Dengan dukungan dari berbagai pihak, termasuk Kementerian Agama, Kantor Staf Presiden, dan Kementerian Luar Negeri, JPD 2023 menjanjikan langkah maju yang signifikan dalam upaya global untuk menciptakan dunia yang lebih toleran dan damai. Sebagai penulis, saya percaya bahwa toleransi sejati dapat terwujud bila semua pihak dapat menerima perbedaan dan rela atau ikhlas untuk “tune in” dengan perbedaan di sekitarnya.
Toleransi bukan hanya tentang mengakui perbedaan, tetapi juga tentang menghargai dan merayakannya. Dalam konteks ini, JPD 2023 menjadi momentum penting untuk mengajak semua pihak agar tidak hanya berbicara tentang toleransi, tetapi juga mempraktikkannya dalam kehidupan sehari-hari.
Pengarusutamaan Toleransi di Daerah
Toleransi sebagai aspek penting dalam kehidupan dalam umat beragama maupun antarumat beragama harus terus diarusutamakan. Hal ini tidak terlepas dari keberagaman yang terus berkembang secara positif dengan adanya toleransi. Meski begitu, perlu menjadi perhatian bahwa pembahasan tentang toleransi masih banyak dilakukan pada forum-forum formal dan akademik. Salah satu buktinya adalah kasus-kasus diskriminasi dan intoleran yang masih terjadi dari waktu ke waktu.
Oleh sebab itu, perlu pengarusutamaan yang dilakukan di daerah oleh berbagai pihak. Pertama dan paling penting adalah oleh pemerintah. Forum-forum pengarusutamaan toleransi oleh pemerintah daerah di tingkat provinsi maupun kabupaten/kota perlu diaktifkan.

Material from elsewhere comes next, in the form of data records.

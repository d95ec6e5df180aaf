//! Camera frames.
//!
//! - `Frame`: owned RGB8 pixels plus capture metadata, produced by `ingest` sources.
//! - Resizing to the detector's working resolution.
//! - JPEG encoding for backends that ship frames over HTTP.
//!
//! A frame with no pixel data is a valid value: some streams report a successful
//! read while handing back nothing usable. Consumers check `is_empty()` and treat
//! it as a dead stream.

use anyhow::{anyhow, Context, Result};
use image::codecs::jpeg::JpegEncoder;
use image::imageops::FilterType;
use image::RgbImage;
use std::fmt;
use std::time::{Duration, Instant};

/// JPEG quality used when a frame leaves the process for inference.
pub const UPLOAD_JPEG_QUALITY: u8 = 85;

pub struct Frame {
    /// Packed RGB8, row-major, `width * height * 3` bytes.
    pixels: Vec<u8>,
    pub width: u32,
    pub height: u32,
    /// Per-source capture counter, starting at 1.
    pub sequence: u64,
    captured_at: Instant,
}

impl Frame {
    pub fn new(pixels: Vec<u8>, width: u32, height: u32, sequence: u64) -> Self {
        Self {
            pixels,
            width,
            height,
            sequence,
            captured_at: Instant::now(),
        }
    }

    /// A frame that carries no pixel data.
    pub fn empty(sequence: u64) -> Self {
        Self::new(Vec::new(), 0, 0, sequence)
    }

    pub fn from_rgb_image(image: RgbImage, sequence: u64) -> Self {
        let (width, height) = image.dimensions();
        Self::new(image.into_raw(), width, height, sequence)
    }

    /// Decode a JPEG (or any format the `image` build supports) into a frame.
    pub fn decode(bytes: &[u8], sequence: u64) -> Result<Self> {
        let image = image::load_from_memory(bytes).context("decode frame image")?;
        Ok(Self::from_rgb_image(image.into_rgb8(), sequence))
    }

    pub fn is_empty(&self) -> bool {
        self.pixels.is_empty() || self.width == 0 || self.height == 0
    }

    pub fn pixels(&self) -> &[u8] {
        &self.pixels
    }

    pub fn age(&self) -> Duration {
        self.captured_at.elapsed()
    }

    /// Copy the pixels into an `RgbImage`. Fails when the buffer does not match
    /// the declared dimensions.
    pub fn to_rgb_image(&self) -> Result<RgbImage> {
        RgbImage::from_raw(self.width, self.height, self.pixels.clone()).ok_or_else(|| {
            anyhow!(
                "frame {} has {} bytes, expected {} for {}x{} RGB",
                self.sequence,
                self.pixels.len(),
                expected_len(self.width, self.height),
                self.width,
                self.height
            )
        })
    }

    /// Resize to `width`x`height`. A frame already at that size is returned as-is.
    pub fn resized(self, width: u32, height: u32) -> Result<Self> {
        if self.width == width && self.height == height {
            return Ok(self);
        }
        if width == 0 || height == 0 {
            return Err(anyhow!("cannot resize frame to {}x{}", width, height));
        }
        let image = self.to_rgb_image()?;
        let resized = image::imageops::resize(&image, width, height, FilterType::Triangle);
        Ok(Self {
            pixels: resized.into_raw(),
            width,
            height,
            sequence: self.sequence,
            captured_at: self.captured_at,
        })
    }

    pub fn encode_jpeg(&self, quality: u8) -> Result<Vec<u8>> {
        let image = self.to_rgb_image()?;
        let mut out = Vec::with_capacity(self.pixels.len() / 8);
        JpegEncoder::new_with_quality(&mut out, quality)
            .encode_image(&image)
            .context("encode frame as jpeg")?;
        Ok(out)
    }
}

impl fmt::Debug for Frame {
    // Pixel data is deliberately left out of debug output.
    fn fmt(&self, f: &mut fmt::Formatter<'_>) -> fmt::Result {
        f.debug_struct("Frame")
            .field("width", &self.width)
            .field("height", &self.height)
            .field("sequence", &self.sequence)
            .field("bytes", &self.pixels.len())
            .finish()
    }
}

fn expected_len(width: u32, height: u32) -> usize {
    (width as usize)
        .saturating_mul(height as usize)
        .saturating_mul(3)
}

#[cfg(test)]
mod tests {
    use super::*;

    fn grey_frame(width: u32, height: u32) -> Frame {
        Frame::new(vec![128u8; expected_len(width, height)], width, height, 1)
    }

    #[test]
    fn empty_frame_reports_empty() {
        assert!(Frame::empty(3).is_empty());
        assert!(Frame::new(vec![0u8; 3], 0, 1, 1).is_empty());
        assert!(!grey_frame(2, 2).is_empty());
    }

    #[test]
    fn resize_changes_dimensions_and_buffer() {
        let frame = grey_frame(64, 48).resized(32, 18).unwrap();
        assert_eq!((frame.width, frame.height), (32, 18));
        assert_eq!(frame.pixels().len(), 32 * 18 * 3);
        assert_eq!(frame.sequence, 1);
    }

    #[test]
    fn mismatched_buffer_is_rejected() {
        let frame = Frame::new(vec![0u8; 10], 4, 4, 7);
        assert!(frame.to_rgb_image().is_err());
        assert!(frame.encode_jpeg(UPLOAD_JPEG_QUALITY).is_err());
    }

    #[test]
    fn jpeg_encode_decodes_back_to_same_size() {
        let frame = grey_frame(16, 8);
        let jpeg = frame.encode_jpeg(UPLOAD_JPEG_QUALITY).unwrap();
        assert_eq!(&jpeg[..2], &[0xFF, 0xD8]);
        let decoded = Frame::decode(&jpeg, 2).unwrap();
        assert_eq!((decoded.width, decoded.height), (16, 8));
    }
}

Hal ini penting untuk melibatkan pengambil kebijakan di tingkat daerah dalam pengarusutamaan toleransi.
Tidak cukup sampai di situ, masyarakat sipil melalui Ormas penting untuk terlibat dalam pengarusutamaan toleransi. Hal ini penting agar toleransi menjadi fakta dan budaya yang diterapkan oleh masyarakat dalam kehidupan sehari-hari, tidak berhenti pada pengetahuan yang dipahami oleh akademisi dan pengambil kebijakan. Sehingga, kasus-kasus diskriminasi dan intoleransi yang pernah terjadi pun tidak terulang kembali.
Meski pengarusutamaan budaya toleransi terasa panjang dan tidak mudah, tetapi sebenarnya telah terdapat praktik baik. Salah satunya adalah pengalaman Forum Kerukunan Umat Beragama (FKUB) yang terdapat di provinsi-provinsi se-Indonesia. FKUB merupakan forum di mana pemerintah dan perwakilan ormas tergabung untuk meningkatkan kerukunan umat beragama. Melalui FKUB, terjadi proses saling mengenal, saling memahami, dan saling bekerja sama antara pemerintah dan masyarakat lintas iman.
Di antara kerja-kerja FKUB adalah pengarusutamaan toleransi yang melibatkan pemerintah dan organisasi lintas iman. Kegiatan-kegiatan FKUB terbukti dapat menjembatani perbedaan pemahaman lintas iman yang terjadi di masyarakat. Dengan riwayat diskriminasi dan intoleransi di beberapa daerah, kegiatan-kegiatan ini tentunya menjadi kabar gembira. Tetapi tentu saja apa yang telah dilakukan sekarang perlu dilanjutkan dan diperkuat untuk melahirkan toleransi sejati dalam kehidupan umat beragama di Indonesia.